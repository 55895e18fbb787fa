//! NPUに入力する画像を作る前処理モジュール
//!
//! 後処理でボックスを元画像の座標に戻すには、前処理でどのように
//! 変形したかを知る必要があるので、画像と一緒に`PostParams`を返します。

use image::imageops::{self, FilterType};
use image::{DynamicImage, RgbImage};

use crate::image_format::{PostParams, IMAGE_FORMAT_CHANGE_ASPECT_RATIO, IMAGE_FORMAT_SUB128, NPU_FORMAT_RGB565};

/// 前処理の方法
#[derive(Debug, Clone, Copy, PartialEq, Eq)]
pub enum Resize {
    /// アスペクト比を保って縮小し、左上に寄せて右と下を0で埋める
    Letterbox,
    /// アスペクト比を無視してモデル入力サイズに引き伸ばす
    Stretch,
}

/// 前処理済みの入力
#[derive(Debug, Clone)]
pub struct Preprocessed {
    /// RGB565 (リトルエンディアン) の画素データ
    pub data: Vec<u8>,
    /// 後処理に渡すパラメータ
    pub params: PostParams,
}

/// 画像をアスペクト比を保ってリサイズし、左上に配置した画像を作ります
///
/// # Args
/// * `img` - 入力画像
/// * `width`, `height` - モデル入力のサイズ
///
/// # Return
/// * `width`×`height`のRGB画像
pub fn letterbox_img(img: &DynamicImage, width: u32, height: u32) -> RgbImage {
    let resized = img.resize(width, height, FilterType::Nearest).to_rgb8();

    let mut new_img = RgbImage::new(width, height);
    imageops::replace(&mut new_img, &resized, 0, 0);
    new_img
}

/// 画像をモデル入力のサイズに引き伸ばします
pub fn stretch_img(img: &DynamicImage, width: u32, height: u32) -> RgbImage {
    img.resize_exact(width, height, FilterType::Nearest).to_rgb8()
}

/// RGB画像をRGB565のバイト列に変換します
pub fn to_rgb565(img: &RgbImage) -> Vec<u8> {
    img.pixels()
        .flat_map(|p| {
            let r = u16::from(p[0] >> 3);
            let g = u16::from(p[1] >> 2);
            let b = u16::from(p[2] >> 3);
            ((r << 11) | (g << 5) | b).to_le_bytes()
        })
        .collect()
}

/// `preprocess`関数は、画像をNPUの入力データと後処理用パラメータに変換します
///
/// # Args
/// * `img` - 入力画像
/// * `model_width`, `model_height` - モデル入力のサイズ
/// * `resize` - リサイズの方法
///
/// # Return
/// * RGB565の入力データと、対応する`PostParams`
pub fn preprocess(img: &DynamicImage, model_width: u32, model_height: u32, resize: Resize) -> Preprocessed {
    let mut image_format = IMAGE_FORMAT_SUB128 | NPU_FORMAT_RGB565;
    let rgb = match resize {
        Resize::Letterbox => letterbox_img(img, model_width, model_height),
        Resize::Stretch => {
            image_format |= IMAGE_FORMAT_CHANGE_ASPECT_RATIO;
            stretch_img(img, model_width, model_height)
        }
    };

    Preprocessed {
        data: to_rgb565(&rgb),
        params: PostParams {
            raw_width: img.width(),
            raw_height: img.height(),
            model_width,
            model_height,
            image_format,
            output_format: 0,
        },
    }
}
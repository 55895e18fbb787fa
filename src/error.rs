//! 後処理で発生するエラーを定義するモジュール

use thiserror::Error;

/// 後処理のエラー
#[derive(Error, Debug, Clone, PartialEq)]
pub enum PostProcessError {
    /// 生の推論結果バッファが壊れている (長さ不足、ノード数過多など)
    #[error("malformed input: {0}")]
    MalformedInput(String),

    /// 呼び出し側が用意した格納領域が足りない
    #[error("capacity exceeded: need {needed}, capacity {capacity}")]
    CapacityExceeded { needed: usize, capacity: usize },

    /// 呼び出しパラメータが不正
    #[error("invalid parameter: {0}")]
    InvalidParameter(String),
}

pub type Result<T> = std::result::Result<T, PostProcessError>;

#[cfg(test)]
mod tests {
    use super::*;

    #[test]
    fn test_error_display() {
        let err = PostProcessError::MalformedInput("node 1 payload out of range".to_string());
        assert!(err.to_string().contains("malformed input"));
        assert!(err.to_string().contains("node 1"));

        let err = PostProcessError::CapacityExceeded { needed: 10, capacity: 4 };
        assert_eq!(err.to_string(), "capacity exceeded: need 10, capacity 4");
    }

    #[test]
    fn test_error_into_anyhow() {
        let err: anyhow::Error = PostProcessError::InvalidParameter("top_k".to_string()).into();
        assert!(matches!(
            err.downcast_ref::<PostProcessError>(),
            Some(PostProcessError::InvalidParameter(_))
        ));
    }
}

────────────────────

▶ Assignment: Each of the records should be written out precisely as given.

▶ Written answer:
repository 55895e18fbb787fa
//! NPUに入力する画像を作る前処理モジュール
//!
//! 後処理でボックスを元画像の座標に戻すには、前処理でどのように
//! 変形したかを知る必要があるので、画像と一緒に`PostParams`を返します。

use image::imageops::{self, FilterType};
use image::{DynamicImage, RgbImage};

use crate::image_format::{PostParams, IMAGE_FORMAT_CHANGE_ASPECT_RATIO, IMAGE_FORMAT_SUB128, NPU_FORMAT_RGB565};

/// 前処理の方法
#[derive(Debug, Clone, Copy, PartialEq, Eq)]
pub enum Resize {
    /// アスペクト比を保って縮小し、左上に寄せて右と下を0で埋める
    Letterbox,
    /// アスペクト比を無視してモデル入力サイズに引き伸ばす
    Stretch,
}

/// 前処理済みの入力
#[derive(Debug, Clone)]
pub struct Preprocessed {
    /// RGB565 (リトルエンディアン) の画素データ
    pub data: Vec<u8>,
    /// 後処理に渡すパラメータ
    pub params: PostParams,
}

/// 画像をアスペクト比を保ってリサイズし、左上に配置した画像を作ります
///
/// # Args
/// * `img` - 入力画像
/// * `width`, `height` - モデル入力のサイズ
///
/// # Return
/// * `width`×`height`のRGB画像
pub fn letterbox_img(img: &DynamicImage, width: u32, height: u32) -> RgbImage {
    let resized = img.resize(width, height, FilterType::Nearest).to_rgb8();

    let mut new_img = RgbImage::new(width, height);
    imageops::replace(&mut new_img, &resized, 0, 0);
    new_img
}

/// 画像をモデル入力のサイズに引き伸ばします
pub fn stretch_img(img: &DynamicImage, width: u32, height: u32) -> RgbImage {
    img.resize_exact(width, height, FilterType::Nearest).to_rgb8()
}

/// RGB画像をRGB565のバイト列に変換します
pub fn to_rgb565(img: &RgbImage) -> Vec<u8> {
    img.pixels()
        .flat_map(|p| {
            let r = u16::from(p[0] >> 3);
            let g = u16::from(p[1] >> 2);
            let b = u16::from(p[2] >> 3);
            ((r << 11) | (g << 5) | b).to_le_bytes()
        })
        .collect()
}

/// `preprocess`関数は、画像をNPUの入力データと後処理用パラメータに変換します
///
/// # Args
/// * `img` - 入力画像
/// * `model_width`, `model_height` - モデル入力のサイズ
/// * `resize` - リサイズの方法
///
/// # Return
/// * RGB565の入力データと、対応する`PostParams`
pub fn preprocess(img: &DynamicImage, model_width: u32, model_height: u32, resize: Resize) -> Preprocessed {
    let mut image_format = IMAGE_FORMAT_SUB128 | NPU_FORMAT_RGB565;
    let rgb = match resize {
        Resize::Letterbox => letterbox_img(img, model_width, model_height),
        Resize::Stretch => {
            image_format |= IMAGE_FORMAT_CHANGE_ASPECT_RATIO;
            stretch_img(img, model_width, model_height)
        }
    };

    Preprocessed {
        data: to_rgb565(&rgb),
        params: PostParams {
            raw_width: img.width(),
            raw_height: img.height(),
            model_width,
            model_height,
            image_format,
            output_format: 0,
        },
    }
}
repository 55895e18fbb787fa
filename src/error.rs
//! 後処理で発生するエラーを定義するモジュール

use thiserror::Error;

/// 後処理のエラー
#[derive(Error, Debug, Clone, PartialEq)]
pub enum PostProcessError {
    /// 生の推論結果バッファが壊れている (長さ不足、ノード数過多など)
    #[error("malformed input: {0}")]
    MalformedInput(String),

    /// 呼び出し側が用意した格納領域が足りない
    #[error("capacity exceeded: need {needed}, capacity {capacity}")]
    CapacityExceeded { needed: usize, capacity: usize },

    /// 呼び出しパラメータが不正
    #[error("invalid parameter: {0}")]
    InvalidParameter(String),
}

pub type Result<T> = std::result::Result<T, PostProcessError>;

#[cfg(test)]
mod tests {
    use super::*;

    #[test]
    fn test_error_display() {
        let err = PostProcessError::MalformedInput("node 1 payload out of range".to_string());
        assert!(err.to_string().contains("malformed input"));
        assert!(err.to_string().contains("node 1"));

        let err = PostProcessError::CapacityExceeded { needed: 10, capacity: 4 };
        assert_eq!(err.to_string(), "capacity exceeded: need 10, capacity 4");
    }

    #[test]
    fn test_error_into_anyhow() {
        let err: anyhow::Error = PostProcessError::InvalidParameter("top_k".to_string()).into();
        assert!(matches!(
            err.downcast_ref::<PostProcessError>(),
            Some(PostProcessError::InvalidParameter(_))
        ));
    }
}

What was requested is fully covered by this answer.